Retinal fundus imaging is a crucial diagnostic tool in ophthalmology, enabling the early detection and monitoring of various ocular diseases. However, capturing high-resolution fundus images often presents challenges due to factors such as defocusing and diffraction in the digital imaging process, limited shutter speed, sensor unit density, and random noise in the image sensor or during image transmission. Super-resolution techniques offer a promising solution to overcome these limitations and enhance the visual details in retinal fundus images. Since the retina has rich texture details, the super-resolution images often introduce artifacts into texture details and lose some fine retinal vessel structures. To improve the perceptual quality of the retinal fundus image, a generative adversarial network that consists of a generator and a discriminator is proposed. The proposed generator mainly comprises 23 multi-scale feature extraction blocks, an image segmentation network, and 23 residual-in-residual dense blocks. These components are employed to extract features at different scales, acquire the retinal vessel grayscale image, and extract retinal vascular features, respectively. The generator has two branches that are mainly responsible for extracting global features and vascular features, respectively. The extracted features from the two branches are fused to better restore the super-resolution image.

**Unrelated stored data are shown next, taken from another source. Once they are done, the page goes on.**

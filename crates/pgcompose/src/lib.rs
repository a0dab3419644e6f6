//! # pgcompose
//!
//! A schema-driven query-composition engine for PostgreSQL.
//!
//! ## Features
//!
//! - **Chainable Composer**: filter/join/order/group/limit intent
//!   accumulates across calls and compiles to exactly one parameterized SQL
//!   statement
//! - **Relationship graph**: named associations between record types
//!   resolve into join chains, with per-hop aliasing for self-joins and
//!   repeated tables
//! - **Nested-chain semantics**: a `.filter()` after a `.limit()` ranges
//!   over the already-limited row set via subquery nesting
//! - **Injection-safe by construction**: identifiers pass through a single
//!   quoting point; values only ever travel in the parameter array, with a
//!   threaded cursor keeping `$n` placeholders aligned
//! - **Hydration**: joined result columns (`alias$column`) re-nest into
//!   per-relationship record collections
//!
//! ## Usage
//!
//! ```ignore
//! use pgcompose::{query, predicates, Direction, JoinOptions};
//!
//! // Startup: declare schema and relationships once.
//! let children = graph.of("children");
//! let parents = graph.of("parents");
//! graph.joins_to(children, parents, JoinOptions::multiple());
//!
//! // Per query: compose, then execute through a tokio-postgres client.
//! let rows = query(&schema, &graph, "parents")?
//!     .join("children", vec![])?
//!     .filter([predicates! { "children__age__gte" => 10 }])?
//!     .order_by("id", Direction::Asc)?
//!     .limit(0, 2)
//!     .end(&client)
//!     .await?;
//! ```

pub mod client;
pub mod composer;
pub mod dialect;
pub mod error;
pub mod graph;
pub mod ident;
pub mod schema;
pub mod value;

pub use client::Database;
pub use composer::{
    AggregateColumn, Composer, DecodedRow, Direction, FilterGroup, JoinMeta, Record, insert, query,
};
pub use dialect::{AggregateFn, Comparator, JoinDescriptor, WhereObject};
pub use error::{ComposeError, ComposeResult};
pub use graph::{
    EdgeId, EdgeOptions, JoinOptions, NodeId, PathHop, RelationshipGraph, RelationshipPath,
};
pub use schema::{ColumnSchema, DataType, Schema, TableSchema};
pub use value::Value;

The proposed generator can restore more details and more accurate fine vessel structures in retinal images. The improved discriminator is proposed by introducing our designed attention modules to help the generator yield clearer super-resolution images. Additionally, an artifact loss function is also introduced to enhance the generative adversarial network, enabling more accurate measurement of the disparity between the high-resolution image and the restored image. Experimental results show that the generated images obtained by our proposed method have a better perceptual quality than the state-of-the-art image super-resolution methods.